Stay tuned. My updates will probably be less frequent for a while, but I'll post them as I make progress.


----------



## CarnivorousPelican

Thoroughbred said:


> Thanks everyone. Mark, your project was very helpful, thank you.
> 
> An update just isn't the same without photos, but there's not a whole lot more to show at this point. Now that spring is here, I won't be able to spend as much time working on the rooms. In fact, I won't likely finish the room until later this fall, which should be fine now that winter has passed.
> 
> I'll cover a few minor details that have come up in the past few weeks:
> 
> -*Illuminated Switch for Make-Up-Air Heater*: The heater actually has a high-temp-shutoff safety feature, but I still wanted a reminder in case I left the switch on. I used the Leviton 1201-PLC (Illuminated ON).
> 
> -*Exhaust Fan Noise*: At full speed, there's more noise in the room than I had anticipated (as well as noise upstairs). To reduce the noise upstairs (which is mainly caused by the joists vibrating), I will use felt pads as damping mounts so the wooden frame doesn't transfer as much vibration. I also expect this to reduce at least some noise that carries to the cigar room, but I haven't determined what's causing most of that noise. There will be different solutions depending on the specific causes.
> 
> -*Switch/Outlet Sealers*: Sealing electrical switches and outlets helps provide a barrier between cigar-room air and the rest of the house. A tighter seal means a more effective exhaust system, a more efficient make-up air system, and less room for potential complaints about smoke in the house.
> 
> Stay tuned. My updates will probably be less frequent for a while, but I'll post them as I make progress.

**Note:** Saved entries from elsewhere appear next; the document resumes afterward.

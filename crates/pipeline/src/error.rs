use extract::{EngineError, Task};
use thiserror::Error;

#[derive(Debug, Error)]
pub enum PipelineError {
    #[error("completion engine unavailable: {0}")]
    EngineInit(String),

    #[error("generation failed: {0}")]
    Generation(String),

    #[error("could not extract a graph from the documents; try fewer or shorter documents, or more specific instructions")]
    ExtractionEmpty,

    #[error("no documents to process")]
    NoDocuments,

    #[error("run cancelled")]
    Cancelled,

    #[error("task '{0}' is not supported here")]
    UnsupportedTask(Task),
}

impl PipelineError {
    /// Stable identifier for transports and clients
    pub fn code(&self) -> &'static str {
        match self {
            PipelineError::EngineInit(_) => "E_ENGINE_INIT",
            PipelineError::Generation(_) => "E_GENERATION",
            PipelineError::ExtractionEmpty => "E_EXTRACTION_EMPTY",
            PipelineError::NoDocuments => "E_NO_DOCUMENTS",
            PipelineError::Cancelled => "E_CANCELLED",
            PipelineError::UnsupportedTask(_) => "E_UNSUPPORTED_TASK",
        }
    }
}

impl From<EngineError> for PipelineError {
    fn from(err: EngineError) -> Self {
        match err {
            EngineError::Init(_) | EngineError::Unavailable => PipelineError::EngineInit(err.to_string()),
            other => PipelineError::Generation(other.to_string()),
        }
    }
}

#[cfg(test)]
mod tests {
    use super::*;

    #[test]
    fn test_engine_error_mapping() {
        let err: PipelineError = EngineError::Unavailable.into();
        assert_eq!(err.code(), "E_ENGINE_INIT");

        let err: PipelineError = EngineError::Generation("boom".to_string()).into();
        assert_eq!(err.code(), "E_GENERATION");
        assert!(err.to_string().contains("boom"));
    }

    #[test]
    fn test_extraction_empty_is_actionable() {
        let message = PipelineError::ExtractionEmpty.to_string();
        assert!(message.starts_with("could not extract a graph"));
    }
}
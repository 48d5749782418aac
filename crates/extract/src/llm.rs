use async_trait::async_trait;
use serde::{Deserialize, Serialize};
use std::sync::atomic::{AtomicBool, Ordering};
use std::time::Duration;
use thiserror::Error;
use tokio::sync::Mutex;
use tracing::{debug, info};

#[derive(Debug, Error)]
pub enum EngineError {
    #[error("failed to initialize completion engine: {0}")]
    Init(String),

    #[error("completion engine has been disposed")]
    Unavailable,

    #[error("generation failed: {0}")]
    Generation(String),

    #[error("embeddings are not supported by this engine")]
    EmbeddingUnsupported,

    #[error("embedding failed: {0}")]
    Embedding(String),
}

#[derive(Debug, Clone, PartialEq, Serialize, Deserialize)]
#[serde(default)]
pub struct SamplingOptions {
    pub max_tokens: usize,
    pub temperature: f32,
    pub top_p: f32,
    pub top_k: u32,
    pub repeat_penalty: f32,
    pub stop: Vec<String>,
    /// Ask the runtime to constrain output to JSON
    pub json_output: bool,
}

impl Default for SamplingOptions {
    fn default() -> Self {
        Self {
            max_tokens: 2048,
            temperature: 0.7,
            top_p: 0.9,
            top_k: 40,
            repeat_penalty: 1.1,
            stop: Vec::new(),
            json_output: false,
        }
    }
}

impl SamplingOptions {
    /// These defaults with a call's own budget, temperature and output mode.
    /// Everything else (nucleus/top-k sampling, penalties, stops) is kept.
    pub fn for_call(&self, max_tokens: usize, temperature: f32, json_output: bool) -> Self {
        Self {
            max_tokens,
            temperature,
            json_output,
            ..self.clone()
        }
    }
}

#[derive(Debug, Clone, Copy, Default, PartialEq, Eq, Serialize, Deserialize)]
#[serde(rename_all = "lowercase")]
pub enum Acceleration {
    #[default]
    Auto,
    Cpu,
    Gpu,
}

#[derive(Debug, Clone, Serialize, Deserialize)]
#[serde(default)]
pub struct EngineConfig {
    pub base_url: String,
    /// Model name as known to the runtime
    pub model: String,
    pub embedding_model: Option<String>,
    pub context_size: usize,
    pub sampling: SamplingOptions,
    pub acceleration: Acceleration,
    pub connect_timeout_secs: u64,
}

impl Default for EngineConfig {
    fn default() -> Self {
        Self {
            base_url: "http://localhost:11434".to_string(),
            model: "llama3".to_string(),
            embedding_model: None,
            context_size: 8192,
            sampling: SamplingOptions::default(),
            acceleration: Acceleration::Auto,
            connect_timeout_secs: 10,
        }
    }
}

/// A text-completion capability. One instance is shared by every pipeline run
/// and must serialize its own calls.
#[async_trait]
pub trait CompletionEngine: Send + Sync {
    async fn complete(&self, prompt: &str, options: &SamplingOptions) -> Result<String, EngineError>;

    /// Sampling settings the engine was initialized with; callers start from
    /// these and override per call.
    fn sampling_defaults(&self) -> SamplingOptions {
        SamplingOptions::default()
    }

    fn supports_embeddings(&self) -> bool {
        false
    }

    async fn embed(&self, _text: &str) -> Result<Vec<f32>, EngineError> {
        Err(EngineError::EmbeddingUnsupported)
    }

    /// Cheap liveness check; no I/O
    fn is_available(&self) -> bool;

    /// Release resources. Idempotent.
    async fn dispose(&self);

    fn model_id(&self) -> &str;
}

/// Completion engine backed by a local Ollama runtime.
pub struct OllamaEngine {
    config: EngineConfig,
    client: reqwest::Client,
    disposed: AtomicBool,
    in_flight: Mutex<()>,
}

#[derive(Serialize)]
struct GenerateRequest<'a> {
    model: &'a str,
    prompt: &'a str,
    stream: bool,
    #[serde(skip_serializing_if = "Option::is_none")]
    format: Option<&'static str>,
    options: RuntimeOptions<'a>,
}

#[derive(Serialize)]
struct RuntimeOptions<'a> {
    num_predict: usize,
    num_ctx: usize,
    temperature: f32,
    top_p: f32,
    top_k: u32,
    repeat_penalty: f32,
    #[serde(skip_serializing_if = "no_stops")]
    stop: &'a [String],
    #[serde(skip_serializing_if = "Option::is_none")]
    num_gpu: Option<i32>,
}

fn no_stops(stop: &&[String]) -> bool {
    stop.is_empty()
}

#[derive(Deserialize)]
struct GenerateResponse {
    response: String,
}

#[derive(Serialize)]
struct ShowRequest<'a> {
    name: &'a str,
}

#[derive(Serialize)]
struct EmbeddingRequest<'a> {
    model: &'a str,
    prompt: &'a str,
}

#[derive(Deserialize)]
struct EmbeddingResponse {
    embedding: Vec<f32>,
}

impl OllamaEngine {
    /// Connect to the runtime and confirm the model is present. This is the
    /// only way to obtain an engine, so nothing can run before it succeeds.
    pub async fn initialize(config: EngineConfig) -> Result<Self, EngineError> {
        let client = reqwest::Client::builder()
            .connect_timeout(Duration::from_secs(config.connect_timeout_secs))
            .build()
            .map_err(|e| EngineError::Init(e.to_string()))?;

        let url = format!("{}/api/show", config.base_url);
        let response = client
            .post(&url)
            .json(&ShowRequest { name: &config.model })
            .send()
            .await
            .map_err(|e| EngineError::Init(format!("runtime unreachable at {}: {}", config.base_url, e)))?;

        if !response.status().is_success() {
            return Err(EngineError::Init(format!(
                "model '{}' not available: {}",
                config.model,
                response.status()
            )));
        }

        info!(model = %config.model, base_url = %config.base_url, "completion engine ready");

        Ok(Self {
            config,
            client,
            disposed: AtomicBool::new(false),
            in_flight: Mutex::new(()),
        })
    }

    pub fn config(&self) -> &EngineConfig {
        &self.config
    }

    fn build_request<'a>(&'a self, prompt: &'a str, options: &'a SamplingOptions) -> GenerateRequest<'a> {
        let num_gpu = match self.config.acceleration {
            Acceleration::Auto => None,
            Acceleration::Cpu => Some(0),
            Acceleration::Gpu => Some(-1),
        };

        GenerateRequest {
            model: &self.config.model,
            prompt,
            stream: false,
            format: options.json_output.then_some("json"),
            options: RuntimeOptions {
                num_predict: options.max_tokens,
                num_ctx: self.config.context_size,
                temperature: options.temperature,
                top_p: options.top_p,
                top_k: options.top_k,
                repeat_penalty: options.repeat_penalty,
                stop: &options.stop,
                num_gpu,
            },
        }
    }
}

#[async_trait]
impl CompletionEngine for OllamaEngine {
    async fn complete(&self, prompt: &str, options: &SamplingOptions) -> Result<String, EngineError> {
        if self.disposed.load(Ordering::Acquire) {
            return Err(EngineError::Unavailable);
        }

        // One generation at a time per engine
        let _guard = self.in_flight.lock().await;

        let url = format!("{}/api/generate", self.config.base_url);
        let request = self.build_request(prompt, options);
        debug!(prompt_chars = prompt.len(), max_tokens = options.max_tokens, "sending completion request");

        let response = self
            .client
            .post(&url)
            .json(&request)
            .send()
            .await
            .map_err(|e| EngineError::Generation(format!("request to Ollama failed: {}", e)))?;

        if !response.status().is_success() {
            return Err(EngineError::Generation(format!("Ollama request failed: {}", response.status())));
        }

        let body: GenerateResponse = response
            .json()
            .await
            .map_err(|e| EngineError::Generation(format!("failed to parse Ollama response: {}", e)))?;

        Ok(body.response)
    }

    fn sampling_defaults(&self) -> SamplingOptions {
        self.config.sampling.clone()
    }

    fn supports_embeddings(&self) -> bool {
        self.config.embedding_model.is_some()
    }

    async fn embed(&self, text: &str) -> Result<Vec<f32>, EngineError> {
        let Some(model) = self.config.embedding_model.as_deref() else {
            return Err(EngineError::EmbeddingUnsupported);
        };
        if self.disposed.load(Ordering::Acquire) {
            return Err(EngineError::Unavailable);
        }

        let _guard = self.in_flight.lock().await;

        let url = format!("{}/api/embeddings", self.config.base_url);
        let response = self
            .client
            .post(&url)
            .json(&EmbeddingRequest { model, prompt: text })
            .send()
            .await
            .map_err(|e| EngineError::Embedding(e.to_string()))?;

        if !response.status().is_success() {
            return Err(EngineError::Embedding(format!("embedding request failed: {}", response.status())));
        }

        let body: EmbeddingResponse = response
            .json()
            .await
            .map_err(|e| EngineError::Embedding(e.to_string()))?;

        Ok(body.embedding)
    }

    fn is_available(&self) -> bool {
        !self.disposed.load(Ordering::Acquire)
    }

    async fn dispose(&self) {
        if !self.disposed.swap(true, Ordering::AcqRel) {
            // Wait out any call still holding the engine
            let _guard = self.in_flight.lock().await;
            info!(model = %self.config.model, "completion engine disposed");
        }
    }

    fn model_id(&self) -> &str {
        &self.config.model
    }
}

I have seen guys make a muffler for the centrifugal fans and put the fan into a box setup and suspend the box..  I am curious to see how you will deal with the sound going down the duct and the vibration of the fan...


----------



## Harley3381

That looks like it will be a great little room! Would love to see the finished product.


----------



## Hubby

Awesome job so far brother! Looking real nice.. Thanks for keeping us updated and sharing your Cigar Room with us!


----------



## Thoroughbred

Thank you for your comments. I'll post more updates as I make progress (which is not happening during these nice summer months). Noise reduction will be my first order of business when I get back to the room. I'm hoping a combination of felt pads (to dampen the vibration transferred to the frame and joists) and some type of duct muffler will do the trick. I believe the transferred vibration will be the trickiest problem to solve, but I'll get it.


----------



## Thoroughbred

It's time for another update. I've been working on the cigar room for the past few weeks. Actually, most of my work has been in the room next door, which houses the fresh-air intake system (shown below). I tested the system yesterday after hooking up the wiring for the duct heater, and everything worked as advertised. I have the heater set to turn on if the duct temperature (about two feet downstream from the heater) drops below 76 degrees.



















More updates to come...


----------



## NasierK

:jaw: Here I am putting on an extra sweater to go outside to have a smoke.

Can't wait to see it when it's done. Looking really good so far!


----------



## smitty8202

Looking forward to seeing the final product. looks good so far


----------



## TonyBrooklyn

Looks nice best of luck!


----------



## Gerace716

That is awesome!! I want something like this one day! I built mine in the garage but this looks great.


----------



## jusphil85

Wow. Looking really good so far! Excited to see the finished product.


----------